Given records:
use std::net::{IpAddr, Ipv4Addr, SocketAddr};

use bon::bon;
use rmcp::ServiceExt as _;
use rmcp::transport::StreamableHttpService;
use rmcp::transport::stdio;
use rmcp::transport::streamable_http_server::session::local::LocalSessionManager;
use schemars::JsonSchema;
use serde::Deserialize;
use tracing::{error, info};

use crate::errors::ServerError;
use crate::graphql;
use crate::server_handler::GraphQLServerHandler;

/// An MCP server exposing a GraphQL endpoint
pub struct Server {
    transport: Transport,
    forwarder_config: graphql::Config,
}

/// The transport used to talk to the MCP client
#[derive(Debug, Clone, Default, Deserialize, JsonSchema)]
#[serde(tag = "type", rename_all = "snake_case")]
pub enum Transport {
    /// Use standard IO for server <> client communication
    #[default]
    Stdio,

    /// Host the MCP server on the configuration, using streamable HTTP messages.
    StreamableHttp {
        /// The IP address to bind to
        #[serde(default = "Transport::default_address")]
        address: IpAddr,

        /// The port to bind to
        #[serde(default = "Transport::default_port")]
        port: u16,
    },
}

impl Transport {
    fn default_address() -> IpAddr {
        IpAddr::V4(Ipv4Addr::LOCALHOST)
    }

    fn default_port() -> u16 {
        5000
    }
}

#[bon]
impl Server {
    #[builder]
    pub fn new(transport: Transport, forwarder_config: graphql::Config) -> Self {
        Self {
            transport,
            forwarder_config,
        }
    }

    pub async fn start(self) -> Result<(), ServerError> {
        info!(endpoint = %self.forwarder_config.endpoint, "Forwarding GraphQL requests");
        let handler = GraphQLServerHandler::new(self.forwarder_config)?;

        match self.transport {
            Transport::StreamableHttp { address, port } => {
                info!(port = ?port, address = ?address, "Starting MCP server in Streamable HTTP mode");
                let listen_address = SocketAddr::new(address, port);
                let service = StreamableHttpService::new(
                    move || Ok(handler.clone()),
                    LocalSessionManager::default().into(),
                    Default::default(),
                );
                let router = axum::Router::new().nest_service("/mcp", service);
                let tcp_listener = tokio::net::TcpListener::bind(listen_address).await?;
                axum::serve(tcp_listener, router)
                    .with_graceful_shutdown(shutdown_signal())
                    .await?;
            }
            Transport::Stdio => {
                info!("Starting MCP server in stdio mode");
                let service = handler
                    .serve(stdio())
                    .await
                    .inspect_err(|e| {
                        error!("serving error: {:?}", e);
                    })
                    .map_err(|e| ServerError::McpInitialize(Box::new(e)))?;
                service.waiting().await?;
            }
        }

        Ok(())
    }
}

#[allow(clippy::expect_used)]
async fn shutdown_signal() {
    let ctrl_c = async {
        tokio::signal::ctrl_c()
            .await
            .expect("Failed to install CTRL+C signal handler");
    };

    #[cfg(unix)]
    let terminate = async {
        tokio::signal::unix::signal(tokio::signal::unix::SignalKind::terminate())
            .expect("Failed to install SIGTERM signal handler")
            .recv()
            .await;
    };

    #[cfg(not(unix))]
    let terminate = std::future::pending::<()>();

    tokio::select! {
        _ = ctrl_c => {},
        _ = terminate => {},
    }
    info!("Shutting down MCP server");
}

Task brief:
Write out the lines of the records exactly, starting at the one holding "let terminate = std::future::pending::<()>();" and ending with the last line, and include no others.

Problem solution:
    let terminate = std::future::pending::<()>();

    tokio::select! {
        _ = ctrl_c => {},
        _ = terminate => {},
    }
    info!("Shutting down MCP server");
}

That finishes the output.